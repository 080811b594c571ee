//! The generation-grading predicate: groundedness first, then adequacy, with
//! the bounded reformulation budget.

use tracing::{info, warn};

use crate::error::WorkflowError;
use crate::grade::Grader;

/// Reformulation budget: once `retry_count` reaches this, an inadequate but
/// grounded answer is accepted instead of looping again.
pub const MAX_REFORMULATIONS: u32 = 3;

/// Outcome of grading a generation against its documents and question.
#[derive(Debug, Clone, Copy, PartialEq, Eq)]
pub enum GenerationOutcome {
    /// Not grounded in the documents: regenerate with the same context. This
    /// edge does not consume the reformulation budget and has no ceiling of
    /// its own; the engine-level iteration limit is the only bound.
    NotSupported,
    /// Grounded and adequate (or budget exhausted): accept and finish.
    Useful,
    /// Grounded but inadequate, budget remaining: reformulate the question.
    NotUseful,
}

impl GenerationOutcome {
    /// Routing key for the conditional edge out of the generate node.
    pub fn key(&self) -> &'static str {
        match self {
            GenerationOutcome::NotSupported => "not supported",
            GenerationOutcome::Useful => "useful",
            GenerationOutcome::NotUseful => "not useful",
        }
    }
}

/// Grades a generation: groundedness over (facts, generation), then adequacy
/// over (question, generation), applying the reformulation budget.
pub async fn judge_generation(
    groundedness: &dyn Grader,
    adequacy: &dyn Grader,
    question: &str,
    facts: &str,
    generation: &str,
    retry_count: u32,
) -> Result<GenerationOutcome, WorkflowError> {
    info!("checking generation for hallucinations");
    if !groundedness.grade(facts, generation).await?.is_yes() {
        info!("generation is not grounded in documents; regenerating");
        return Ok(GenerationOutcome::NotSupported);
    }

    info!("generation is grounded; checking it addresses the question");
    if adequacy.grade(question, generation).await?.is_yes() {
        info!("generation addresses the question");
        return Ok(GenerationOutcome::Useful);
    }

    if retry_count >= MAX_REFORMULATIONS {
        warn!(retry_count, "max reformulations reached; accepting answer");
        return Ok(GenerationOutcome::Useful);
    }

    info!(retry_count, "generation does not address the question");
    Ok(GenerationOutcome::NotUseful)
}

#####

§ **Your assignment**
Pick every line of the data that includes the string "await".

§ **Output of the exercise**
    if !groundedness.grade(facts, generation).await?.is_yes() {
    if adequacy.grade(question, generation).await?.is_yes() {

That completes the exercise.